# Provided data
☆ ☆ ☆ ☆ ☆ ☆ ☆
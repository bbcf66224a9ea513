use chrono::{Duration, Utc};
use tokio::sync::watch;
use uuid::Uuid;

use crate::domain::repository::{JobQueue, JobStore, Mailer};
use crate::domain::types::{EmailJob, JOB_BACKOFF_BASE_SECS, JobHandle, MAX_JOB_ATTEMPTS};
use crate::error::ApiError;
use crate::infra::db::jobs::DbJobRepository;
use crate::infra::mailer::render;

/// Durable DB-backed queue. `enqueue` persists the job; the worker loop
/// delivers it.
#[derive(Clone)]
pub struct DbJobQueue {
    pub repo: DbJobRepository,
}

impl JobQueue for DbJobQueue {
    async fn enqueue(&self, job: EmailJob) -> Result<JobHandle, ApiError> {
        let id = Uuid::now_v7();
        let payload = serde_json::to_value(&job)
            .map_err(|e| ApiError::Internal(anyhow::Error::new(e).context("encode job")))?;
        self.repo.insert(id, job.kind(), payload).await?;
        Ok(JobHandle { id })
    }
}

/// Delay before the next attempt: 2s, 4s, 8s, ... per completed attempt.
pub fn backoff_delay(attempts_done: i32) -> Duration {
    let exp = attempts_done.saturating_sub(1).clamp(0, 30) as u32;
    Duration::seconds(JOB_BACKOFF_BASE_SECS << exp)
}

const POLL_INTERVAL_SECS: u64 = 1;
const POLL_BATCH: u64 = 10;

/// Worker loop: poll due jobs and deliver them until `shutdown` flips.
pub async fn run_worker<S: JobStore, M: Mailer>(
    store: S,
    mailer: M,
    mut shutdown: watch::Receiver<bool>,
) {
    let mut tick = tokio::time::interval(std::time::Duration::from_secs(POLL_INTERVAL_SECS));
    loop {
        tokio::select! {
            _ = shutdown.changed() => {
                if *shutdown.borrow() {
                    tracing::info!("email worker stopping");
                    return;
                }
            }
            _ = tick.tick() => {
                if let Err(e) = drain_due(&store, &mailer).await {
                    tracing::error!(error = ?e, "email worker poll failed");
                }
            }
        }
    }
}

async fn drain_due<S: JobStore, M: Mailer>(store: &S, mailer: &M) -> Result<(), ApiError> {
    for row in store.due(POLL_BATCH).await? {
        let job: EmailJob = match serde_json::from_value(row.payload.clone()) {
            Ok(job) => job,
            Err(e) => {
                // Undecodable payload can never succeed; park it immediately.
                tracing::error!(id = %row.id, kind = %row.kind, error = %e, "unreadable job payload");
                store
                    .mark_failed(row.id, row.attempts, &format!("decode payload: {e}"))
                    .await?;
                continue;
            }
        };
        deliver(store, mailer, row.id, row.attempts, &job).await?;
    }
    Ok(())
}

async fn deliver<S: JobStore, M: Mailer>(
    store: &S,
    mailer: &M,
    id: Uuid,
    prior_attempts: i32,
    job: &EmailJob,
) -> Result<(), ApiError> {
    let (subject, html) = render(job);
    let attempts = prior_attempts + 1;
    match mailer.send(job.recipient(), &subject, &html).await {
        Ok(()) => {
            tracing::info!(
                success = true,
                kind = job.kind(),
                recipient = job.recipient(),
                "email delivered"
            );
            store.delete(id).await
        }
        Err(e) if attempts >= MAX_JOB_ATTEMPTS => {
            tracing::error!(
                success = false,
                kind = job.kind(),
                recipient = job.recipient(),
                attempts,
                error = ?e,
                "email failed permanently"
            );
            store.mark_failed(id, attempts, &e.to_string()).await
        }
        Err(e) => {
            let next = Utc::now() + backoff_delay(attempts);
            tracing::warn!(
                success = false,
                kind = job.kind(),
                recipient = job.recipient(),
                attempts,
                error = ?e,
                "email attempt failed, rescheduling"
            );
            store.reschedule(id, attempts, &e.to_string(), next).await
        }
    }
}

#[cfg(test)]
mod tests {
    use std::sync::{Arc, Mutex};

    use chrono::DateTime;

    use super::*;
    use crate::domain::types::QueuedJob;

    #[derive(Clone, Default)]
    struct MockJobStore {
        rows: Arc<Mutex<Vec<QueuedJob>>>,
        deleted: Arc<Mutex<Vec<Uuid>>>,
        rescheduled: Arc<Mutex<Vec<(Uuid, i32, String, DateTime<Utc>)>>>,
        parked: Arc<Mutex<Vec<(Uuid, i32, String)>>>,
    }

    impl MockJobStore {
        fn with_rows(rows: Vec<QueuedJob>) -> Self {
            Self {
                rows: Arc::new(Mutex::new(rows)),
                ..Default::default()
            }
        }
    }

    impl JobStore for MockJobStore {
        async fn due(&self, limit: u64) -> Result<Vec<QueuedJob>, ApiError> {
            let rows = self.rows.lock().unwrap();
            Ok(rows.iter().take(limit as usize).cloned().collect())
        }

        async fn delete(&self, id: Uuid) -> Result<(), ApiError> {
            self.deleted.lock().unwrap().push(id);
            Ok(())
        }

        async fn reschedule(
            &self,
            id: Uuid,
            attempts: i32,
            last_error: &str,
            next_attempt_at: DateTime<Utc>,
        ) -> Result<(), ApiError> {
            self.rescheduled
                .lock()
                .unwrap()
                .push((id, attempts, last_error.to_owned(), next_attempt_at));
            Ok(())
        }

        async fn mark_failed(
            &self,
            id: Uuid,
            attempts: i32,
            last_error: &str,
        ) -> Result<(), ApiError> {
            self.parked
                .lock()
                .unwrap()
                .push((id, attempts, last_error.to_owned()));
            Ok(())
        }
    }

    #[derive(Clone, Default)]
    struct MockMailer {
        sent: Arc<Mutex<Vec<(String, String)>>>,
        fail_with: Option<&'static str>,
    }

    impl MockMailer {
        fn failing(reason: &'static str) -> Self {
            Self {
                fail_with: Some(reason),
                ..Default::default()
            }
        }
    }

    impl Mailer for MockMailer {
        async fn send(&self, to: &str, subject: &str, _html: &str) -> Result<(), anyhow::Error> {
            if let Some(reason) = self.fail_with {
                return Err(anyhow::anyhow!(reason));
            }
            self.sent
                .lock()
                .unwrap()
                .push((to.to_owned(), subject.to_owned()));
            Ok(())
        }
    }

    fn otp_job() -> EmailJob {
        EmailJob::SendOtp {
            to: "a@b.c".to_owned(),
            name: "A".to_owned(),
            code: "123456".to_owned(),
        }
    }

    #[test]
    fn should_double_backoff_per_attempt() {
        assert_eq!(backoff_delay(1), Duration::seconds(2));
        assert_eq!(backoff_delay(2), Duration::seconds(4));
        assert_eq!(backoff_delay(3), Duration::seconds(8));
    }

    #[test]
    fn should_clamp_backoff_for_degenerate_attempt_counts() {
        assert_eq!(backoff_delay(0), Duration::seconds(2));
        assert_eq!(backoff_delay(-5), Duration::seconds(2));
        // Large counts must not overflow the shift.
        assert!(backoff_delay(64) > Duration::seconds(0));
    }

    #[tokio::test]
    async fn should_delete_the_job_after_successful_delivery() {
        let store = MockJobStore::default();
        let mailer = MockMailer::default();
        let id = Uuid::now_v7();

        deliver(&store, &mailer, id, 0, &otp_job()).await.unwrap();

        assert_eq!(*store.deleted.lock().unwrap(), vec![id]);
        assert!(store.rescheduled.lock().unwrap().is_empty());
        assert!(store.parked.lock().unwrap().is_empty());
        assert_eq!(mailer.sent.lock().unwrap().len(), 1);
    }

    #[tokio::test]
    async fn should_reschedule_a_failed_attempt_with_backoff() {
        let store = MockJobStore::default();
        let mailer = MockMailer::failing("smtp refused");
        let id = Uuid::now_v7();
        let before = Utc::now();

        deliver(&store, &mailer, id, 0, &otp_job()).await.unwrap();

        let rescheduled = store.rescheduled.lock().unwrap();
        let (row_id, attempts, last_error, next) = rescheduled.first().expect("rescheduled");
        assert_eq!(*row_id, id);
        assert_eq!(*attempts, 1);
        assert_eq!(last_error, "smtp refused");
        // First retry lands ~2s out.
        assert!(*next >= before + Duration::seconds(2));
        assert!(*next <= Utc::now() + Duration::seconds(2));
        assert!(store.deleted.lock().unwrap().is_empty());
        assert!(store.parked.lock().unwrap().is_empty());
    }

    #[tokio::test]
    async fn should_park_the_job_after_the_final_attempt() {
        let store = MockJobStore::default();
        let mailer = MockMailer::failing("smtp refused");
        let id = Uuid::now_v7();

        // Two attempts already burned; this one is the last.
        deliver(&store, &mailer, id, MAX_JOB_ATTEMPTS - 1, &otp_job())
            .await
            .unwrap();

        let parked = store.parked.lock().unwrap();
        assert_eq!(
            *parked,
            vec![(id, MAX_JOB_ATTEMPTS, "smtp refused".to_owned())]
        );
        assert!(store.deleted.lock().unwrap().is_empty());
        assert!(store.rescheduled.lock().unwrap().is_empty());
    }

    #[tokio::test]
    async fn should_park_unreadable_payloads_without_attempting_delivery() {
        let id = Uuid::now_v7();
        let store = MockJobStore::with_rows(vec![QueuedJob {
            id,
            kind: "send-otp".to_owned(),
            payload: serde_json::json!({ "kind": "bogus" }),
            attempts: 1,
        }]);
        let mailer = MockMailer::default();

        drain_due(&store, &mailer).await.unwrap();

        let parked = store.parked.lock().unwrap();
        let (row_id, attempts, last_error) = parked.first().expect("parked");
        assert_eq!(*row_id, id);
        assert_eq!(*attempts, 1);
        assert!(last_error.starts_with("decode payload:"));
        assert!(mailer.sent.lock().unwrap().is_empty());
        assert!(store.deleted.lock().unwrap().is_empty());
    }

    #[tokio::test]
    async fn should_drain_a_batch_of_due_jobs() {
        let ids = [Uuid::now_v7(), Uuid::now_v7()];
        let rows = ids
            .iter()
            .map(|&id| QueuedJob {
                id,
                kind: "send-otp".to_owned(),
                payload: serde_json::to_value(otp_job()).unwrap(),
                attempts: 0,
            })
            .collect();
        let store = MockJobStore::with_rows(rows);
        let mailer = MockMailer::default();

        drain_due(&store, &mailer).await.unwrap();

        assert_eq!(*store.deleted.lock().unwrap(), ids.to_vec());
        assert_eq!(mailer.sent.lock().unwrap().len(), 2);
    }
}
☆ ☆ ☆ ☆ ☆ ☆ ☆
# Task directions
From the first line of the entries above to the line with "use crate::infra::db::jobs::DbJobRepository;", please return every line exactly, keeping both ends.

# Reply to the exercise
repository bbcf66224a9ea513
use chrono::{Duration, Utc};
use tokio::sync::watch;
use uuid::Uuid;

use crate::domain::repository::{JobQueue, JobStore, Mailer};
use crate::domain::types::{EmailJob, JOB_BACKOFF_BASE_SECS, JobHandle, MAX_JOB_ATTEMPTS};
use crate::error::ApiError;
use crate::infra::db::jobs::DbJobRepository;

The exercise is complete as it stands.